Osteoarthritis (OA), also known as degenerative joint disease, is a mechanical abnormality involving degradation of joints, including cartilage and bone. The joints just wear out from a lifetime of use. Common symptoms include joint pain, tenderness and stiffness.
Osteoarthritis affects nearly 27 million people in the United States, accounting for 25% of visits to primary care physicians. It is estimated that 80% of the population have radiographic evidence of OA by age 65.
Does vitamin D help OA? Dr. Timothy McAlindon and colleagues at Tufts Medical Center wanted to know, and recently conducted a study to find out. They found that vitamin D does not help.
McAlindon T, LaValley M, Schneider E, Nuite M, Lee JY, Price LL, Lo G, Dawson-Hughes B. Effect of vitamin D supplementation on progression of knee pain and cartilage volume loss in patients with symptomatic osteoarthritis: a randomized controlled trial. JAMA. 2013 Jan 9;309(2):155-62.
They randomized 146 participants to a vitamin D group or a placebo group. Sixty-four patients finished the study taking vitamin D and 60 finished it on placebo. For the vitamin D arm, participants took at least 2000 IU/day, and researchers increased the dose to ensure that levels were at least 36 ng/mL. Twenty-three participants received vitamin D dose escalations as follows:
Knee pain decreased in both groups with no significant differences between groups at any time. Cartilage volume decreased equally in both groups by about 4% during the two years of the study. There were no significant differences in pain relief or functional assessments between groups, although trends in pain (p=.17) and functionality (P=.07) favored the treatment group.

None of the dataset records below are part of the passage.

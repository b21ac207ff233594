use anyhow::Context;
use clap::error::ErrorKind;
use clap::Parser;
use pass_convert::domain::model::{DUPLICATES_OUTPUT, PRIMARY_OUTPUT};
use pass_convert::utils::{logger, validation::Validate};
use pass_convert::{
    CliConfig, ConvertEngine, ConvertError, ConvertPipeline, LocalStorage, MappingConfig,
};

fn print_usage() {
    eprintln!("Usage: convert <proton_export.csv> [--debug]");
    eprintln!("Output will be saved as '{}'", PRIMARY_OUTPUT);
    eprintln!("Duplicates will be saved to '{}'", DUPLICATES_OUTPUT);
    eprintln!();
    eprintln!("Add --debug flag to see detailed column analysis");
}

fn exit_with(e: &ConvertError) -> ! {
    tracing::error!("❌ {} (Category: {:?})", e, e.category());
    tracing::error!("💡 Suggestion: {}", e.recovery_suggestion());
    eprintln!("❌ {}", e.user_friendly_message());
    std::process::exit(1);
}

fn main() -> anyhow::Result<()> {
    let mut config = match CliConfig::try_parse() {
        Ok(config) => config,
        Err(e) if e.kind() == ErrorKind::MissingRequiredArgument => {
            print_usage();
            std::process::exit(1);
        }
        Err(e) => e.exit(),
    };

    logger::init_cli_logger(config.debug);

    if config.debug {
        tracing::info!("🔧 Debug mode enabled");
        tracing::debug!("CLI config: {:?}", config);
    }

    if let Some(path) = config.mapping.clone() {
        tracing::info!("📁 Loading header mapping from: {}", path);
        match MappingConfig::from_file(&path) {
            Ok(mapping) => config.apply_mapping(mapping),
            Err(e) => exit_with(&e),
        }
    }

    if let Err(e) = config.validate() {
        exit_with(&e);
    }

    let input = config.input.clone();
    let storage = LocalStorage::new(config.output_dir.clone());
    let pipeline = ConvertPipeline::new(storage, config);
    let engine = ConvertEngine::new(pipeline);

    let report = engine
        .run()
        .inspect_err(|e| {
            tracing::error!("❌ Conversion failed: {} (Category: {:?})", e, e.category());
            tracing::error!("💡 Recovery suggestion: {}", e.recovery_suggestion());
        })
        .with_context(|| format!("failed to convert '{}'", input))?;

    println!("{}", report);
    println!("{}", report.import_instructions());

    Ok(())
}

However, the mean plasma 25-hydroxyvitamin D level rose in the treatment group only rose from 22.7 to 38.5ng/mL after 24 months of treatment. Despite the goal of getting the entire treatment arm above 36 ng/ml with dose escalation, only 61% of the vitamin D group reached the target level of 36 ng/mL by the 24th month. The authors did not explain why their dose escalation regimen did not get all participants above their stated goal of 36 ng/ml.
It is unlikely that vitamin D can repair worn out joints, although I do find it likely that higher vitamin D doses can help the pain of OA. In fact, their own study showed that trends favored the treatment group in both pain and functionality.